ASSIGNED TASK:
Find each line below that includes "extend", then copy it.
══ DATASET RECORDS
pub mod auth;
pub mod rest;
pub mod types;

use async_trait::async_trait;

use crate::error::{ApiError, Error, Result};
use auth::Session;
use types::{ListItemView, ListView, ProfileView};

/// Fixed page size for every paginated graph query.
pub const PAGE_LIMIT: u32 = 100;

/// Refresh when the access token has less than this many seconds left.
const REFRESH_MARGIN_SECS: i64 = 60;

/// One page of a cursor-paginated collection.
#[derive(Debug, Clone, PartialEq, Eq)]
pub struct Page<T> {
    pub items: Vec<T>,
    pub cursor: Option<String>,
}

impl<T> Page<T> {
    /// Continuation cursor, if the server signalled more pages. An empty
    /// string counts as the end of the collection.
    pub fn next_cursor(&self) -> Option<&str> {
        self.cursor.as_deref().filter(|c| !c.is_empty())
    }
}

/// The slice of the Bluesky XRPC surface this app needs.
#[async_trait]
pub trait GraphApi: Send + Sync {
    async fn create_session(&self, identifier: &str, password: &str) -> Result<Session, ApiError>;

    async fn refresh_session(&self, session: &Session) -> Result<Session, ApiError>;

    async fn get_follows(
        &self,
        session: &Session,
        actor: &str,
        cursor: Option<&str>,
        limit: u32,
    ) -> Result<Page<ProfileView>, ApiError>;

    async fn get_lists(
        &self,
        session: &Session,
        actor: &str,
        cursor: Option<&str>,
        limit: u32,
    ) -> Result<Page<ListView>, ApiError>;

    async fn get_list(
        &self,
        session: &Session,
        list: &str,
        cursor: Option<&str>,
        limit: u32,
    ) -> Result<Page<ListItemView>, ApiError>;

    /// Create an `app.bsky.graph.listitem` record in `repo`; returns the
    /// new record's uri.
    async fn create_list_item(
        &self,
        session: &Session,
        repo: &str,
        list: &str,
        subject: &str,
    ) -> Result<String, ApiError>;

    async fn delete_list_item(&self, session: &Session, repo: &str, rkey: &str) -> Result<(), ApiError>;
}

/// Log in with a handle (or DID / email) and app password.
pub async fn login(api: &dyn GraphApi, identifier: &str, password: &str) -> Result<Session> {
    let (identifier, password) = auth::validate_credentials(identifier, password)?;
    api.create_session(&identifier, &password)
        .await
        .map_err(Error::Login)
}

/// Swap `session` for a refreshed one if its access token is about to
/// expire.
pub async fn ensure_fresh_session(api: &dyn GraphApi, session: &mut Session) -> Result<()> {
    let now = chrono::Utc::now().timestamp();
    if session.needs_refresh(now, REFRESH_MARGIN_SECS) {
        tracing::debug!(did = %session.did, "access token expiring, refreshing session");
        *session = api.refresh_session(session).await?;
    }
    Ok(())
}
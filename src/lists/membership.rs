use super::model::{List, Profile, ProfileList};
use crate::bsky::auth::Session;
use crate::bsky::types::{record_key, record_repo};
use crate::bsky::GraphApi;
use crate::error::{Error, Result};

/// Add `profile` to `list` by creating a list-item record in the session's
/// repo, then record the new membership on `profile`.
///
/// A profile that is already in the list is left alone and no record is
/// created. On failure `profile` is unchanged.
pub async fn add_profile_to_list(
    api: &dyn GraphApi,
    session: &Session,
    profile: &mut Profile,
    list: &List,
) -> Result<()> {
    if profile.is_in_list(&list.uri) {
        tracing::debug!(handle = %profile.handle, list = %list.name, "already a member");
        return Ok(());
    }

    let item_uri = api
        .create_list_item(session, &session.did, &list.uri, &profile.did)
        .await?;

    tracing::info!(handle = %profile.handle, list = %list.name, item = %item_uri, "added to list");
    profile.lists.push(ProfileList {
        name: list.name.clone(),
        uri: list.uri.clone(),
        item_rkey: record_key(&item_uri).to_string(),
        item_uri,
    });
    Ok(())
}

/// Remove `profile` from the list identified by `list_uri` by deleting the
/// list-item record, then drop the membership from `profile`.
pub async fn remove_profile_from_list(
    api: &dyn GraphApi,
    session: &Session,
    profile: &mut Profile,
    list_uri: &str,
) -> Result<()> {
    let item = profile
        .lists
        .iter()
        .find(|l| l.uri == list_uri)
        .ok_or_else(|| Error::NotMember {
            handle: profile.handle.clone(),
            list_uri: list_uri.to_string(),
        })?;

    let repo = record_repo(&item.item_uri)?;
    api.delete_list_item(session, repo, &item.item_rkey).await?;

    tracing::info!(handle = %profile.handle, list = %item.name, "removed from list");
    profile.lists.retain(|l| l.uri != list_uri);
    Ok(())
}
════
══ DATASET RECORDS
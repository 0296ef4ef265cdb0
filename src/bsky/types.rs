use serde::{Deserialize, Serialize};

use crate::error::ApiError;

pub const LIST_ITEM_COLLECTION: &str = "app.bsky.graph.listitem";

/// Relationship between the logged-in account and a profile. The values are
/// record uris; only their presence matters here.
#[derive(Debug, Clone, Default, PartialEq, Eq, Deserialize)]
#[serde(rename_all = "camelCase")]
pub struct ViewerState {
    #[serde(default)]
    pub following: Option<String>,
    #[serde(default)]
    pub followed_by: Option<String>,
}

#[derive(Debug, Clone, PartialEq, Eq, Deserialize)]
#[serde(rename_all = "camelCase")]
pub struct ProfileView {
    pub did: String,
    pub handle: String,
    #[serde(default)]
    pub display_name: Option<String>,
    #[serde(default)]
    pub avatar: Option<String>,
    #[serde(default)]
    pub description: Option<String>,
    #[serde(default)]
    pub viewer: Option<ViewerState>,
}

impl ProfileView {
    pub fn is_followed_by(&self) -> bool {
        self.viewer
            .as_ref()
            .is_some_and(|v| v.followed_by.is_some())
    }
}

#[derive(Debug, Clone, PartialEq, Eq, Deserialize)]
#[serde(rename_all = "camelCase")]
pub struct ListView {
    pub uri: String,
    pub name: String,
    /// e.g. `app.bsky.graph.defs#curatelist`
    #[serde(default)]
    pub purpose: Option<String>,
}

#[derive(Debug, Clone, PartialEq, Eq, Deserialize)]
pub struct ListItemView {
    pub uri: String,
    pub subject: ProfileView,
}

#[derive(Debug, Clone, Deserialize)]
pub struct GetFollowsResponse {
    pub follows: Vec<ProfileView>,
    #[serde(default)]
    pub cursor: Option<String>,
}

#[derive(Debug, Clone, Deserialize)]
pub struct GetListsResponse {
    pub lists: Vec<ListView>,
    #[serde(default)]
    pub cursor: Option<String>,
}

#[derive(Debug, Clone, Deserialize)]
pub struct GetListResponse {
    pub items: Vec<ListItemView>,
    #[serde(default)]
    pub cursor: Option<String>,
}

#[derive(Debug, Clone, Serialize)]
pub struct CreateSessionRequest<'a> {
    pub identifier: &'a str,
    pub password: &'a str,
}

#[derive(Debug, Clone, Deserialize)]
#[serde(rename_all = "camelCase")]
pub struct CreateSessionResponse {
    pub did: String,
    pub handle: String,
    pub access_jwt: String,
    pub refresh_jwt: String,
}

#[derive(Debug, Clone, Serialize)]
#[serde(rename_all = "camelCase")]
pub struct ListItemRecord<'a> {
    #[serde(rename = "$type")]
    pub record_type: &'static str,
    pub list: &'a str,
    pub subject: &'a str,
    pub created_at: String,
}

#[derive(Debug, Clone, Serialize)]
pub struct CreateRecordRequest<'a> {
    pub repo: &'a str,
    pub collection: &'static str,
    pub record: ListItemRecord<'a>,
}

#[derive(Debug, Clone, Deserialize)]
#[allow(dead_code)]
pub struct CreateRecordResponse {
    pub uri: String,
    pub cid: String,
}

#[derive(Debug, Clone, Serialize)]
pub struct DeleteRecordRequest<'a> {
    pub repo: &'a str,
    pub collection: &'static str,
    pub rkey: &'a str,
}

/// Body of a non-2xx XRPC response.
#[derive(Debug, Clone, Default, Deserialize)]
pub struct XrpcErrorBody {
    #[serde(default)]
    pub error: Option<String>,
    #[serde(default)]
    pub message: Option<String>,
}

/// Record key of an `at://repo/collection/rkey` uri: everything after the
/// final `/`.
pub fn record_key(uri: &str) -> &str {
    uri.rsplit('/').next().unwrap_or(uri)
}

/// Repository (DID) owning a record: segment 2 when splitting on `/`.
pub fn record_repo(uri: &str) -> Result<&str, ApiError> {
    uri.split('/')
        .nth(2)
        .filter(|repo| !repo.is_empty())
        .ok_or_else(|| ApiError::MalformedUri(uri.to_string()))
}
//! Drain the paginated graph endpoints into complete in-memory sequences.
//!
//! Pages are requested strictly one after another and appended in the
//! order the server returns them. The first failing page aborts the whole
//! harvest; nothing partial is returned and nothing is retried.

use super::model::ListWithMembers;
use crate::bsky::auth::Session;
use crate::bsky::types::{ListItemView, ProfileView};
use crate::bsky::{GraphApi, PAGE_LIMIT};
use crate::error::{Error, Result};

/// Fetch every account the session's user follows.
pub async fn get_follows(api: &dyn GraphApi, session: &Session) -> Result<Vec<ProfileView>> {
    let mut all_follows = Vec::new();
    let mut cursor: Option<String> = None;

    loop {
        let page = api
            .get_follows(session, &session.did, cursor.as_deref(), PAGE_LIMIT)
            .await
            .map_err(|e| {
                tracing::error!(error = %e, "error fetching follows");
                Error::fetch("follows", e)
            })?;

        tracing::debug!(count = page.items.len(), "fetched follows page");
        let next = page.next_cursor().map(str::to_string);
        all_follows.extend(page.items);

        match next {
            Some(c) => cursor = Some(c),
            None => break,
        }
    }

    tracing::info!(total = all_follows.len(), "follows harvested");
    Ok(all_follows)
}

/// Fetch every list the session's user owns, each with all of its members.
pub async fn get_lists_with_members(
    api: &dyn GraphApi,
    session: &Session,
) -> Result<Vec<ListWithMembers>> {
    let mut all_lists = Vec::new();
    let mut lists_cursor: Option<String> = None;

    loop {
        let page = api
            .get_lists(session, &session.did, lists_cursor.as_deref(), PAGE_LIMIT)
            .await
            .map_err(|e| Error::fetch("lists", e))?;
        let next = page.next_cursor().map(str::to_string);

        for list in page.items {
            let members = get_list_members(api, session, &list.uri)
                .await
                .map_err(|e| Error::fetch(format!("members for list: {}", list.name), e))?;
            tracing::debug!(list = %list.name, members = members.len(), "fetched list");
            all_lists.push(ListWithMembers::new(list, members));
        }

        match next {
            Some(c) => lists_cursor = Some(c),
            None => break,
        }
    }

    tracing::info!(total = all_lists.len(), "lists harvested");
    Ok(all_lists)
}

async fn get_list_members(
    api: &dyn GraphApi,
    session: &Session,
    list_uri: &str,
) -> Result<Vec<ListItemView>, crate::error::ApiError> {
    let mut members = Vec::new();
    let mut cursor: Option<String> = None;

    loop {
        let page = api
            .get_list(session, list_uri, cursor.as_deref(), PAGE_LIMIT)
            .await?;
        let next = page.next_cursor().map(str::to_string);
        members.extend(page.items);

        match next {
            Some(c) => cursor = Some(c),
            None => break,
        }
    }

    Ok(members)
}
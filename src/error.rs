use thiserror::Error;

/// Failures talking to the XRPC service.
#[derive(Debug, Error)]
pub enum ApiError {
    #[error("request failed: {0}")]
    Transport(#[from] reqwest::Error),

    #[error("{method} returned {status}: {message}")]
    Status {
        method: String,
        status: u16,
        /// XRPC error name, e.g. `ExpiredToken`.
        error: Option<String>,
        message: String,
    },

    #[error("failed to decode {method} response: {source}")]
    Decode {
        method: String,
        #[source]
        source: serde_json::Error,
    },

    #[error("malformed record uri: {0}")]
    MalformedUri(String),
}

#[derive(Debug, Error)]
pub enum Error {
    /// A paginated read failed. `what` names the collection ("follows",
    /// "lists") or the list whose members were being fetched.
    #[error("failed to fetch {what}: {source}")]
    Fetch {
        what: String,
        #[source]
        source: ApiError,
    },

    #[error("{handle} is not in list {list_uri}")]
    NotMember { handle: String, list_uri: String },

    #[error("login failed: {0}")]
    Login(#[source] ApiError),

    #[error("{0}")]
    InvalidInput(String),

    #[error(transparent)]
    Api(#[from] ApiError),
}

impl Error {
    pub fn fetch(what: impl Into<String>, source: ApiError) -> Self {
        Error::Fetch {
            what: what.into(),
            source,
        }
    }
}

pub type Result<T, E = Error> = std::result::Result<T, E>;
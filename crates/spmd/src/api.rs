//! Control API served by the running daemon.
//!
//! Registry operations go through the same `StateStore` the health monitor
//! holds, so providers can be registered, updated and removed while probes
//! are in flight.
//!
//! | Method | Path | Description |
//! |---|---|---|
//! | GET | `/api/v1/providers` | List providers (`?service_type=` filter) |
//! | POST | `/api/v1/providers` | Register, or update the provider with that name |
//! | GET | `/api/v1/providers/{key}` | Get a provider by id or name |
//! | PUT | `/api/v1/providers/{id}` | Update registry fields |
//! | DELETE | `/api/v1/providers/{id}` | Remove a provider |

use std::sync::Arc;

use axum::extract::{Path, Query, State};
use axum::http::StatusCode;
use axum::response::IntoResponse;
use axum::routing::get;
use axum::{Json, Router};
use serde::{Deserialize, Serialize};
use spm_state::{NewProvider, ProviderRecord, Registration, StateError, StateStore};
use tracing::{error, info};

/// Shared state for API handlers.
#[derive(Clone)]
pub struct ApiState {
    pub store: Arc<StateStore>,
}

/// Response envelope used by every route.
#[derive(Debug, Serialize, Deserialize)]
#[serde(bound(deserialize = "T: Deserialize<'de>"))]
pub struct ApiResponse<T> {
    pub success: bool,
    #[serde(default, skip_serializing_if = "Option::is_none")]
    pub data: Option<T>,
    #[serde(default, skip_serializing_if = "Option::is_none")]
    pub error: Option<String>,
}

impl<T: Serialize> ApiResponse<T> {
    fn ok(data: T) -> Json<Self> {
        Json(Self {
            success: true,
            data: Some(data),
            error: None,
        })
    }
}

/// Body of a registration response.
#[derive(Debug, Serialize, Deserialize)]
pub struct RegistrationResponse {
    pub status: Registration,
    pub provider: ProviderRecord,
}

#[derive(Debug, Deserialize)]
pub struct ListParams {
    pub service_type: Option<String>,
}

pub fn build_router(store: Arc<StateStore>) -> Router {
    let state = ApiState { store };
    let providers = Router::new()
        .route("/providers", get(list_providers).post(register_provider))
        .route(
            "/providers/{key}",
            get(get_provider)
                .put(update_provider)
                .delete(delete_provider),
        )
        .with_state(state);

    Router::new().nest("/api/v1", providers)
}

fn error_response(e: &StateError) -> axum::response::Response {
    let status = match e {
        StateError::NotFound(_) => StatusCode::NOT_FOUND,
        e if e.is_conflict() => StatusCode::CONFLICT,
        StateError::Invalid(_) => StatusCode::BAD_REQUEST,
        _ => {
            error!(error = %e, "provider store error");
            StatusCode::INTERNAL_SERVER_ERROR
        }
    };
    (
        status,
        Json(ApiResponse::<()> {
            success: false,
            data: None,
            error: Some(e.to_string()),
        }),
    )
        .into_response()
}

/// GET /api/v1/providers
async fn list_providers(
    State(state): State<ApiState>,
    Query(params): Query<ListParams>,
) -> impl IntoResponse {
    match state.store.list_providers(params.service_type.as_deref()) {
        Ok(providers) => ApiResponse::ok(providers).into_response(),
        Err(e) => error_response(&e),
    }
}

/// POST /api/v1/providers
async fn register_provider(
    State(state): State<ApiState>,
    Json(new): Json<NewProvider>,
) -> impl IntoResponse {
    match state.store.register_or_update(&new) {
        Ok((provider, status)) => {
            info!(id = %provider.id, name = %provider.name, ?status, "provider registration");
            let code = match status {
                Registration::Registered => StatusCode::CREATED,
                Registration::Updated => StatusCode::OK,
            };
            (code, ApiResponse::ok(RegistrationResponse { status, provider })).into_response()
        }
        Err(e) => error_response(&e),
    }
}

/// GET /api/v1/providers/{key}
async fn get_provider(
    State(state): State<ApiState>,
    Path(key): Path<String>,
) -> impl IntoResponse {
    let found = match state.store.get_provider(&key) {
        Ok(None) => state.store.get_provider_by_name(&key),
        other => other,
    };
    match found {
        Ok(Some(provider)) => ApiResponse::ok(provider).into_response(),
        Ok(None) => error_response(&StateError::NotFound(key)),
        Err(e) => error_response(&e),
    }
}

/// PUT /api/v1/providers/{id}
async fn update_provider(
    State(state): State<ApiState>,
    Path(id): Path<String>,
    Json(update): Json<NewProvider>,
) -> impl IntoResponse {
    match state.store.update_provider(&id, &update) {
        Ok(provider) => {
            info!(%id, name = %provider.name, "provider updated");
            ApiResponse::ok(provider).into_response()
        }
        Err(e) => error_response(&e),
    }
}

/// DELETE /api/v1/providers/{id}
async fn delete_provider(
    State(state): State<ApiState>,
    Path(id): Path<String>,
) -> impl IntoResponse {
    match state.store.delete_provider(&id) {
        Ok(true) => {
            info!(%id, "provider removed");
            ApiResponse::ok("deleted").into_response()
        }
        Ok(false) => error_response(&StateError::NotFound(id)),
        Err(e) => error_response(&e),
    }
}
════
THE ANSWER:
        all_follows.extend(page.items);
        members.extend(page.items);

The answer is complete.